** Opening The records block **

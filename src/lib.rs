pub mod book_keeping;
pub mod bot;
pub mod broadcast;
pub mod config;
pub mod script_check;
pub mod variation;

pub mod prelude {
    pub use super::book_keeping::{BookKeeper, Books};
    pub use super::bot::{schema, Command};
    pub use super::config::{Config, Mode};
    pub use log::{error, info};
    pub use std::sync::Arc;
    pub use teloxide::{prelude::*, utils::command::BotCommands};
}

pub use prelude::*;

** Closing The records block **

-- Activity --
Please be sure to repeat every entry exactly.

-- Finished task --
filename src/lib.rs
pub mod book_keeping;
pub mod bot;
pub mod broadcast;
pub mod config;
pub mod script_check;
pub mod variation;

pub mod prelude {
    pub use super::book_keeping::{BookKeeper, Books};
    pub use super::bot::{schema, Command};
    pub use super::config::{Config, Mode};
    pub use log::{error, info};
    pub use std::sync::Arc;
    pub use teloxide::{prelude::*, utils::command::BotCommands};
}

pub use prelude::*;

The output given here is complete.